The following has been edited for brevity and clarity.

Insider Intelligence (II): Happify Health has plans to deepen its relationships with pharma cos, but we've seen some DTx-pharma partnerships deteriorate within the past year. What’s the recipe for success here?

Chris Wasden (CW): We've seen pharma-DTx partnerships fall apart when there was no underlying strategic logic. When the pharma company wasn't even operating in the same space as the digital therapeutic partner. So, they had no sales force, no R&D effort, no commercial focus.

We've also seen some of these [partnerships] fail when the digital therapeutic company actually has no background experience or existing assets in that therapeutic area.
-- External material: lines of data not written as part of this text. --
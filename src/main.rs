use std::path::PathBuf;

use clap::Parser;
use tracing_subscriber::{layer::SubscriberExt, util::SubscriberInitExt};

use mailnet::config::AnalysisConfig;

/// Builds a weighted communication graph from email metadata and ranks
/// identities by influence.
#[derive(Parser, Debug)]
#[command(name = "mailnet")]
#[command(version)]
struct Args {
    /// TOML settings file; flags below override its values
    #[arg(short, long, env = "MAILNET_CONFIG")]
    config: Option<PathBuf>,

    /// Email table (MetadataFrom, MetadataTo)
    #[arg(long)]
    emails: Option<PathBuf>,

    /// Alias table (Alias, PersonId)
    #[arg(long)]
    aliases: Option<PathBuf>,

    /// Person table (Id, Name)
    #[arg(long)]
    persons: Option<PathBuf>,

    /// Minimum importance kept in the filtered view
    #[arg(short, long)]
    threshold: Option<f64>,

    /// Number of ranked identities to print
    #[arg(long)]
    top: Option<usize>,

    /// Write the scored graph as JSON
    #[arg(long, value_name = "PATH")]
    export_json: Option<PathBuf>,

    /// Write the ranking as CSV
    #[arg(long, value_name = "PATH")]
    export_csv: Option<PathBuf>,
}

impl Args {
    fn apply(self, config: &mut AnalysisConfig) {
        if let Some(path) = self.emails {
            config.input.emails = path;
        }
        if let Some(path) = self.aliases {
            config.input.aliases = path;
        }
        if let Some(path) = self.persons {
            config.input.persons = path;
        }
        if let Some(threshold) = self.threshold {
            config.report.threshold = threshold;
        }
        if let Some(top) = self.top {
            config.report.top = top;
        }
        if self.export_json.is_some() {
            config.export.json = self.export_json;
        }
        if self.export_csv.is_some() {
            config.export.csv = self.export_csv;
        }
    }
}

fn main() {
    tracing_subscriber::registry()
        .with(
            tracing_subscriber::EnvFilter::try_from_default_env()
                .unwrap_or_else(|_| "mailnet=info".into()),
        )
        .with(tracing_subscriber::fmt::layer().with_writer(std::io::stderr))
        .init();

    let args = Args::parse();

    let mut config = match &args.config {
        Some(path) => match AnalysisConfig::load(path) {
            Ok(c) => c,
            Err(e) => {
                eprintln!("Error: {}", e);
                std::process::exit(1);
            }
        },
        None => AnalysisConfig::default(),
    };
    args.apply(&mut config);

    if let Err(e) = mailnet::cli::run(&config) {
        eprintln!("Error: {}", e);
        std::process::exit(1);
    }
}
Partnerships that have been more successful actually have a therapy they've proven works at scale. Some that have fallen apart have shown that their therapy works on 50 people. Well, that's not scale, that's not real world.
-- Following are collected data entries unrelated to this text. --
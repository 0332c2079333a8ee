use std::collections::BTreeSet;

use serde::Serialize;

use crate::error::{MailnetError, MailnetResult};
use crate::model::CommunicationGraph;

#[derive(Debug, Clone, PartialEq, Serialize)]
pub struct GraphStats {
    pub node_count: usize,
    pub edge_count: usize,
    /// Sum of edge weights.
    pub total_messages: u64,
    pub self_loops: usize,
    /// Heaviest edge as (sender, receiver, weight); the first in sender order wins ties.
    pub heaviest_edge: Option<(String, String, u64)>,
}

pub fn stats(graph: &CommunicationGraph) -> GraphStats {
    let mut heaviest: Option<(String, String, u64)> = None;
    for edge in graph.edges() {
        if heaviest.as_ref().map_or(true, |(_, _, w)| edge.weight > *w) {
            heaviest = Some((edge.sender.to_string(), edge.receiver.to_string(), edge.weight));
        }
    }

    GraphStats {
        node_count: graph.node_count(),
        edge_count: graph.edge_count(),
        total_messages: graph.total_weight(),
        self_loops: graph.edges().filter(|e| e.is_self_loop()).count(),
        heaviest_edge: heaviest,
    }
}

/// Five-number summary of a sample, as drawn by a box plot.
#[derive(Debug, Clone, PartialEq, Serialize)]
pub struct BoxSummary {
    pub count: usize,
    pub min: f64,
    pub q1: f64,
    pub median: f64,
    pub q3: f64,
    pub max: f64,
}

/// Importance of identities that sent at least one message versus those that
/// received at least one. An identity can appear on both sides.
#[derive(Debug, Clone, PartialEq, Serialize)]
pub struct ImportanceDistribution {
    pub senders: Option<BoxSummary>,
    pub receivers: Option<BoxSummary>,
}

pub fn distribution(graph: &CommunicationGraph) -> MailnetResult<ImportanceDistribution> {
    let senders: BTreeSet<&str> = graph.edges().map(|e| e.sender).collect();
    let receivers: BTreeSet<&str> = graph.edges().map(|e| e.receiver).collect();

    Ok(ImportanceDistribution {
        senders: box_summary(importances(graph, &senders)?),
        receivers: box_summary(importances(graph, &receivers)?),
    })
}

fn importances(graph: &CommunicationGraph, nodes: &BTreeSet<&str>) -> MailnetResult<Vec<f64>> {
    nodes
        .iter()
        .map(|node| graph.importance(node).ok_or(MailnetError::NotScored))
        .collect()
}

/// Quartiles use linear interpolation between closest ranks.
pub fn box_summary(mut values: Vec<f64>) -> Option<BoxSummary> {
    if values.is_empty() {
        return None;
    }
    values.sort_by(f64::total_cmp);

    Some(BoxSummary {
        count: values.len(),
        min: values[0],
        q1: quantile(&values, 0.25),
        median: quantile(&values, 0.5),
        q3: quantile(&values, 0.75),
        max: values[values.len() - 1],
    })
}

fn quantile(sorted: &[f64], q: f64) -> f64 {
    let pos = q * (sorted.len() - 1) as f64;
    let lo = pos.floor() as usize;
    let hi = pos.ceil() as usize;
    sorted[lo] + (sorted[hi] - sorted[lo]) * (pos - lo as f64)
}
II: Many DTx companies use pharma and insurance partnerships to reach consumers. Are there any hurdles DTx firms should think about when pursuing tie-ups with insurance companies?

CW: When we talk about payers, it's easy to lump them all into one category we call “payer.” But even within an individual payer, we have to look at the three different buckets of money that you can go after if you have a digital therapeutic product. And the strategy going after each one of those buckets is different.

The administrative bucket tends to be focused on differentiating the payer and providing a benefit to members who are valued by those employers, customers.

The medical benefit bucket is more focused on the clinician and providing products that the clinician can use to deliver better patient outcomes. [Those] payers are really interested in data that shows: If you pay for my prescription digital therapy that's used for the practice of medicine by a physician, patients get better outcomes and you will see the lower overall medical costs associated with those patients. Those payers tend to have a rule of thumb of what sort of ROI that they want, which is something like a 3-1, 4-1: For every dollar that you pay for my product, you want to get $3 of medical cost saving benefits among patients who use my product.

The third bucket of money is the pharmaceutical benefit. There are several digital therapy companies that have tried to get access to that bucket of money—it's a big bucket. And what [digital therapeutics companies] do is clearly therapy, but we're not a pharmaceutical product. So, many of the payers don't really have a process for evaluating and selecting a digital therapy to be paid for as a pharmaceutical benefit.